There are a variety of ways for an object like 'Oumuamua to pick up a random whirl, he said. Passing too close to a planet or star could cause a gravitational tug that could make it start spinning. Cometary actions and torques from radiation forces could also play a role. 

While Fraser stressed that astronomers can't be certain how the tumbling actually started, he suspects that a collision with another object was responsible.

A powerful crash would be unlikely in the vast emptiness of interstellar space, he said. It's more likely that 'Oumuamua picked up its twist while passing through a populated zone like our own solar system's asteroid belt or Kuiper Belt. Later, interaction with a giant planet most likely hurled it from the system, much as a young Jupiter cast early debris from our solar system.

'Oumuamua should pass Jupiter's orbit in May 2018, travel beyond Saturn's orbit in 2019 and then head out of the solar system.
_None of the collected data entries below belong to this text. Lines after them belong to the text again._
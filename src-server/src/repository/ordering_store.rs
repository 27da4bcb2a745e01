//! SQLite Ordering Store
//!
//! `OrderingStore` over the column and card repositories. Each call takes the
//! shared connection lock once; upserts run in a single transaction.

use async_trait::async_trait;

use super::card::{CardPositioningOperations, CardRepository};
use super::cascade;
use super::column::{ColumnPositioningOperations, ColumnRepository};
use super::db::SharedConnection;
use super::traits::OrderingStore;
use crate::domain::{ChildKind, ChildRow, Container, DomainError, DomainResult, EntityRef};

#[derive(Clone)]
pub struct SqliteOrderingStore {
    conn: SharedConnection,
    columns: ColumnRepository,
    cards: CardRepository,
}

impl SqliteOrderingStore {
    pub fn new(conn: SharedConnection) -> Self {
        Self {
            columns: ColumnRepository::new(conn.clone()),
            cards: CardRepository::new(conn.clone()),
            conn,
        }
    }
}

#[async_trait]
impl OrderingStore for SqliteOrderingStore {
    async fn list_children(&self, container: Container) -> DomainResult<Vec<ChildRow>> {
        match container {
            Container::Board(board_id) => self.columns.list_ordered_rows(board_id).await,
            Container::Column(column_id) => self.cards.list_ordered_rows(column_id).await,
        }
    }

    async fn find_rows(&self, kind: ChildKind, ids: &[u32]) -> DomainResult<Vec<ChildRow>> {
        match kind {
            ChildKind::Column => ColumnPositioningOperations::find_rows(&self.columns, ids).await,
            ChildKind::Card => CardPositioningOperations::find_rows(&self.cards, ids).await,
        }
    }

    async fn upsert_batch(&self, kind: ChildKind, rows: &[ChildRow]) -> DomainResult<()> {
        if rows.is_empty() {
            return Ok(());
        }
        if let Some(row) = rows.iter().find(|r| r.fields.kind() != kind) {
            return Err(DomainError::InvalidInput(format!(
                "row {} does not belong in {}",
                row.id,
                kind.table()
            )));
        }

        let result = match kind {
            ChildKind::Column => self.columns.upsert_rows(rows).await,
            ChildKind::Card => self.cards.upsert_rows(rows).await,
        };
        // Every write failure reaching the engine is a persistence failure
        result.map_err(|e| match e {
            DomainError::Persistence(_) | DomainError::InvalidInput(_) => e,
            other => DomainError::Persistence(other.to_string()),
        })?;

        log::debug!("Upserted {} {} row(s)", rows.len(), kind.table());
        Ok(())
    }

    async fn delete_cascade(&self, entity: EntityRef) -> DomainResult<()> {
        cascade::delete_cascade(&self.conn, entity).await?;
        Ok(())
    }
}
//! Application Configuration
//!
//! Optional JSON file, then environment overrides:
//! `KANBAN_DB_PATH`, `KANBAN_LOG_DIR`, `OPENAI_API_KEY`,
//! `KANBAN_AI_BASE_URL`, `KANBAN_AI_MODEL`.

use std::path::{Path, PathBuf};

use serde::{Deserialize, Serialize};

use crate::domain::{DomainError, DomainResult};

pub const ENV_DB_PATH: &str = "KANBAN_DB_PATH";
pub const ENV_LOG_DIR: &str = "KANBAN_LOG_DIR";
pub const ENV_AI_KEY: &str = "OPENAI_API_KEY";
pub const ENV_AI_BASE_URL: &str = "KANBAN_AI_BASE_URL";
pub const ENV_AI_MODEL: &str = "KANBAN_AI_MODEL";

#[derive(Debug, Clone, PartialEq, Eq, Serialize, Deserialize)]
#[serde(default)]
pub struct AppConfig {
    /// SQLite file, or ":memory:"
    pub db_path: PathBuf,
    /// Rolling log files go here; no file logging when unset
    pub log_dir: Option<PathBuf>,
    pub openai_api_key: Option<String>,
    pub ai_base_url: Option<String>,
    pub ai_model: Option<String>,
}

impl Default for AppConfig {
    fn default() -> Self {
        Self {
            db_path: PathBuf::from("kanban.db"),
            log_dir: None,
            openai_api_key: None,
            ai_base_url: None,
            ai_model: None,
        }
    }
}

impl AppConfig {
    /// In-memory database, no logging, no AI
    pub fn in_memory() -> Self {
        Self {
            db_path: PathBuf::from(":memory:"),
            ..Self::default()
        }
    }

    /// Read `file` when given, then apply the process environment
    pub fn load(file: Option<&Path>) -> DomainResult<Self> {
        let mut config = match file {
            Some(path) => Self::from_file(path)?,
            None => Self::default(),
        };
        config.apply_overrides(|key| std::env::var(key).ok());
        Ok(config)
    }

    pub fn from_file(path: &Path) -> DomainResult<Self> {
        let text = std::fs::read_to_string(path)
            .map_err(|e| DomainError::Configuration(format!("Failed to read {}: {}", path.display(), e)))?;
        serde_json::from_str(&text)
            .map_err(|e| DomainError::Configuration(format!("Invalid config {}: {}", path.display(), e)))
    }

    /// Overwrite fields from `lookup` (blank values are ignored)
    pub fn apply_overrides(&mut self, lookup: impl Fn(&str) -> Option<String>) {
        let get = |key: &str| lookup(key).filter(|v| !v.trim().is_empty());

        if let Some(path) = get(ENV_DB_PATH) {
            self.db_path = PathBuf::from(path);
        }
        if let Some(dir) = get(ENV_LOG_DIR) {
            self.log_dir = Some(PathBuf::from(dir));
        }
        if let Some(key) = get(ENV_AI_KEY) {
            self.openai_api_key = Some(key);
        }
        if let Some(url) = get(ENV_AI_BASE_URL) {
            self.ai_base_url = Some(url);
        }
        if let Some(model) = get(ENV_AI_MODEL) {
            self.ai_model = Some(model);
        }
    }
}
That means astronomers won't get another glimpse of the unusual object.

"The frustrating and equally romantic part of this whole thing is, we now have a pretty good picture of what this object looks like and how it wobbled around as it passed through," Fraser said. "But it has left a number of outstanding questions, such as where it came from or why it started tumbling, that we will never be able to answer, because we will never be able to see it again."

'Oumuamua "was the first object that brought space to us, and how fleeting a glimpse it provided," he said.